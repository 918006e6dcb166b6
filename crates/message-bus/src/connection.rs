//! Durable, auto-reconnecting connection to the broker.
//!
//! Wraps a single `lapin::Connection` behind a reconnect loop: connection
//! errors are logged and followed by a bounded exponential backoff
//! reconnect, mirroring the scheduler's own poll/backoff/retry style
//! elsewhere in the workspace. Queue declarations are idempotent, so callers
//! simply re-declare after fetching a fresh channel.

use std::sync::Arc;
use std::time::Duration;

use lapin::{Channel, Connection, ConnectionProperties};
use tokio::sync::RwLock;
use tracing::{error, info, warn};

use crate::error::BusError;

const INITIAL_BACKOFF: Duration = Duration::from_millis(200);
const MAX_BACKOFF: Duration = Duration::from_secs(10);

/// A durable connection handle. Cloning is cheap; all clones share the same
/// underlying connection and observe the same reconnects.
#[derive(Clone)]
pub struct BusConnection {
    inner: Arc<RwLock<Connection>>,
    url: String,
}

impl BusConnection {
    pub async fn connect(url: impl Into<String>) -> Result<Self, BusError> {
        let url = url.into();
        let conn = Self::dial(&url).await?;
        let this = Self {
            inner: Arc::new(RwLock::new(conn)),
            url,
        };
        this.spawn_watchdog();
        Ok(this)
    }

    async fn dial(url: &str) -> Result<Connection, BusError> {
        let conn = Connection::connect(url, ConnectionProperties::default()).await?;
        info!(url, "connected to broker");
        Ok(conn)
    }

    /// Watches the active connection for errors and reconnects with backoff.
    /// `lapin::Connection::on_error` fires once per connection instance, so
    /// this installs a fresh hook after every successful reconnect.
    fn spawn_watchdog(&self) {
        let inner = self.inner.clone();
        let url = self.url.clone();
        tokio::spawn(async move {
            loop {
                let (tx, rx) = tokio::sync::oneshot::channel();
                {
                    let guard = inner.read().await;
                    let tx = std::sync::Mutex::new(Some(tx));
                    guard.on_error(move |err| {
                        if let Some(tx) = tx.lock().unwrap().take() {
                            let _ = tx.send(err);
                        }
                    });
                }
                let err = match rx.await {
                    Ok(err) => err,
                    // Connection was dropped (e.g. process shutting down).
                    Err(_) => return,
                };
                warn!(%err, "broker connection error, reconnecting");

                let mut backoff = INITIAL_BACKOFF;
                loop {
                    match Self::dial(&url).await {
                        Ok(conn) => {
                            *inner.write().await = conn;
                            break;
                        }
                        Err(err) => {
                            error!(%err, backoff_ms = backoff.as_millis() as u64, "reconnect failed");
                            tokio::time::sleep(backoff).await;
                            backoff = (backoff * 2).min(MAX_BACKOFF);
                        }
                    }
                }
            }
        });
    }

    /// Open a fresh channel on the current connection. Callers should
    /// re-declare any queues they need immediately after, since a reconnect
    /// invalidates previously declared exclusive/auto-delete queues.
    pub async fn channel(&self) -> Result<Channel, BusError> {
        let conn = self.inner.read().await;
        Ok(conn.create_channel().await?)
    }

    /// Close the underlying connection. Intended for a process that is
    /// shutting down for good; the watchdog sees this as a dropped
    /// connection and stops reconnecting, since its error channel closes
    /// without ever firing.
    pub async fn close(&self) -> Result<(), BusError> {
        let conn = self.inner.read().await;
        conn.close(0, "shutting down").await?;
        Ok(())
    }
}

== == ==

• _Your goal_: Scan the lines above for "const MAX_BACKOFF: Duration" and for "pub struct BusConnection". Repeat exactly the line holding each of them and every line in between.

• _Answer to the problem_:
const MAX_BACKOFF: Duration = Duration::from_secs(10);

/// A durable connection handle. Cloning is cheap; all clones share the same
/// underlying connection and observe the same reconnects.
#[derive(Clone)]
pub struct BusConnection {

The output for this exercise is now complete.